* _TRY IT_
Your answer should be an exact copy of the lines from the start of the entries to the line containing "one ~60-field fixed-width line", both included.

[Collected data]

--------------------------------------------------

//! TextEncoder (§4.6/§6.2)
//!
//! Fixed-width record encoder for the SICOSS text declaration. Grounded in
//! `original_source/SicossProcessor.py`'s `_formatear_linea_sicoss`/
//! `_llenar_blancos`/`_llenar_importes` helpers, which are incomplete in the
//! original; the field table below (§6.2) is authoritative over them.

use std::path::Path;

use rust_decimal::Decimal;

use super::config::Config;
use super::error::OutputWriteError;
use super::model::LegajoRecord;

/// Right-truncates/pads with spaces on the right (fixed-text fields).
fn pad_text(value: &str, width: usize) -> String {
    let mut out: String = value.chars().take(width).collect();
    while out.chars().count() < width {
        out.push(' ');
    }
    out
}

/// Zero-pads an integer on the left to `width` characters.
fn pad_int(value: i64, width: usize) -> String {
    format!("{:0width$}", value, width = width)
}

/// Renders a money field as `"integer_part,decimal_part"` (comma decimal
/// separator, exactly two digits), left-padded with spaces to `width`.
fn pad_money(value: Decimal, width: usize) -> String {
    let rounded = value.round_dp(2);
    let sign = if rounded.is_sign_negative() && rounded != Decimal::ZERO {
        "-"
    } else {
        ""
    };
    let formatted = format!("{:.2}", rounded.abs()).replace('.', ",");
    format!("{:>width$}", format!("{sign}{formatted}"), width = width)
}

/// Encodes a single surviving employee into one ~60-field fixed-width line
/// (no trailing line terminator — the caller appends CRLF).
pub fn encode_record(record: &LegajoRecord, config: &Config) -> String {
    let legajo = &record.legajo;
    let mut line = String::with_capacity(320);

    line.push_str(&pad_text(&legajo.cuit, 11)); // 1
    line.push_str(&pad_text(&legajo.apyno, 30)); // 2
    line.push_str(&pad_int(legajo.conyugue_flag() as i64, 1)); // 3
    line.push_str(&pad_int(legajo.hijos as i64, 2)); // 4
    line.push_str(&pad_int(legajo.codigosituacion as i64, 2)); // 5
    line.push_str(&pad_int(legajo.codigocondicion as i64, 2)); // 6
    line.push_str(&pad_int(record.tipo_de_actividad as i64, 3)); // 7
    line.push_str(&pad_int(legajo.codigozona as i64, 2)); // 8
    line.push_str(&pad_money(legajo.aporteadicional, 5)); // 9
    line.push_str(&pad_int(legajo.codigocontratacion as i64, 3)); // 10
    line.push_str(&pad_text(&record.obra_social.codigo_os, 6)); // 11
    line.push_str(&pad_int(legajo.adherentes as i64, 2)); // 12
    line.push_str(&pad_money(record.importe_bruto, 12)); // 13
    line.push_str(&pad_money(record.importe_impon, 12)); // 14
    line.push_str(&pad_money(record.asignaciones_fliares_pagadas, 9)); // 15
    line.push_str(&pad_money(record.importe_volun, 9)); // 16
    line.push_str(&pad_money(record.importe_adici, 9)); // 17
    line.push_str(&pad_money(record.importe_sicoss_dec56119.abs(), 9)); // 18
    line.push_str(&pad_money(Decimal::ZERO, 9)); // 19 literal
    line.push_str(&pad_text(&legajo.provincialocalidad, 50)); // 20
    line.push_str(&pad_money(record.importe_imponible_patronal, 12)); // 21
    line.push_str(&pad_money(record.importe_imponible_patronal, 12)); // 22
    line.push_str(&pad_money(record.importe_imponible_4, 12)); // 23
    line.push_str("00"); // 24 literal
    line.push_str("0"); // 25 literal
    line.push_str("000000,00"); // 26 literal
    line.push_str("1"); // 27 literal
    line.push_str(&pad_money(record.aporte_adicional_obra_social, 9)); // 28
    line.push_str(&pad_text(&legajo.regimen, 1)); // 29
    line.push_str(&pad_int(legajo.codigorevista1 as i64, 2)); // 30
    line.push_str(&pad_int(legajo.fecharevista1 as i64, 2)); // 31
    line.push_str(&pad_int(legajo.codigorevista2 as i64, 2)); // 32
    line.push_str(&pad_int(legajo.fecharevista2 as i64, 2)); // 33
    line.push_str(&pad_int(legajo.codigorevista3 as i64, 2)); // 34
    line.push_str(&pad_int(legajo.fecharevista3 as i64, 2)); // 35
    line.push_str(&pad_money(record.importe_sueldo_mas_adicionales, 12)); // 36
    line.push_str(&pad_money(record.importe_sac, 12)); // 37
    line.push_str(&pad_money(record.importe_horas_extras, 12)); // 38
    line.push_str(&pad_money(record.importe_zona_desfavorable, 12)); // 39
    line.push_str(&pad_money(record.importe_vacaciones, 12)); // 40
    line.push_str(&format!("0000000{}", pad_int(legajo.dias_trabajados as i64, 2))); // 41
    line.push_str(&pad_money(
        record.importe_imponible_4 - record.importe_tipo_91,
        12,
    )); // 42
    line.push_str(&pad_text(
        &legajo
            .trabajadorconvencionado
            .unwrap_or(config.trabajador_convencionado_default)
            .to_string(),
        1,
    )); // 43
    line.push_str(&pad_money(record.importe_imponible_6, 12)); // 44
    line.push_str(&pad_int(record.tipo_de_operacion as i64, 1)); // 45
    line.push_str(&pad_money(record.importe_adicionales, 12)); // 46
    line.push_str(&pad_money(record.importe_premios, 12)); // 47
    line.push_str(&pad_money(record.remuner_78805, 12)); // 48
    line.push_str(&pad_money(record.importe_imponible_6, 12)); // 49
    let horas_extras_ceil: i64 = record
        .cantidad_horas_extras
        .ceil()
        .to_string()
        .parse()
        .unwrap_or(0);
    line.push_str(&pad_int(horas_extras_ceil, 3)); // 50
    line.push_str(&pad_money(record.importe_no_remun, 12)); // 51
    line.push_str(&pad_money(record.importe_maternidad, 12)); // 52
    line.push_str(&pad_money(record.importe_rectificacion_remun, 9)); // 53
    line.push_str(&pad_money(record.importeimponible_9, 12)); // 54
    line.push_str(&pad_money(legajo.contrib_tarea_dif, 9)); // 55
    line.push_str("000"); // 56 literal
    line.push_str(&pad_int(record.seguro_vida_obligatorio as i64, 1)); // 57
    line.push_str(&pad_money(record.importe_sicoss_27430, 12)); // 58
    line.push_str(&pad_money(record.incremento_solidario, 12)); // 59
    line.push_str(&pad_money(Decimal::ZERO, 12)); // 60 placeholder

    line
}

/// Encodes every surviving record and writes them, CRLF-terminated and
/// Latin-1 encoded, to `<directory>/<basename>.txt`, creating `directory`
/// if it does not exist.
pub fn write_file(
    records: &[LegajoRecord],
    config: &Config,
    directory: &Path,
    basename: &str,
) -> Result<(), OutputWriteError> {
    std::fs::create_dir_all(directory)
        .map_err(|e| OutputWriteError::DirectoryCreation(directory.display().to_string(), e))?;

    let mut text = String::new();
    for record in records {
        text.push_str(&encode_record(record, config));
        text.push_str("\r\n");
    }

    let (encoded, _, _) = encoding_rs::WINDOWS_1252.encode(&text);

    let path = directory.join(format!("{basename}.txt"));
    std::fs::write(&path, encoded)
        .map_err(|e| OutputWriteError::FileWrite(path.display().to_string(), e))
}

--------------------------------------------------

* _REPLY TO THE EXERCISE_
//! TextEncoder (§4.6/§6.2)
//!
//! Fixed-width record encoder for the SICOSS text declaration. Grounded in
//! `original_source/SicossProcessor.py`'s `_formatear_linea_sicoss`/
//! `_llenar_blancos`/`_llenar_importes` helpers, which are incomplete in the
//! original; the field table below (§6.2) is authoritative over them.

use std::path::Path;

use rust_decimal::Decimal;

use super::config::Config;
use super::error::OutputWriteError;
use super::model::LegajoRecord;

/// Right-truncates/pads with spaces on the right (fixed-text fields).
fn pad_text(value: &str, width: usize) -> String {
    let mut out: String = value.chars().take(width).collect();
    while out.chars().count() < width {
        out.push(' ');
    }
    out
}

/// Zero-pads an integer on the left to `width` characters.
fn pad_int(value: i64, width: usize) -> String {
    format!("{:0width$}", value, width = width)
}

/// Renders a money field as `"integer_part,decimal_part"` (comma decimal
/// separator, exactly two digits), left-padded with spaces to `width`.
fn pad_money(value: Decimal, width: usize) -> String {
    let rounded = value.round_dp(2);
    let sign = if rounded.is_sign_negative() && rounded != Decimal::ZERO {
        "-"
    } else {
        ""
    };
    let formatted = format!("{:.2}", rounded.abs()).replace('.', ",");
    format!("{:>width$}", format!("{sign}{formatted}"), width = width)
}

/// Encodes a single surviving employee into one ~60-field fixed-width line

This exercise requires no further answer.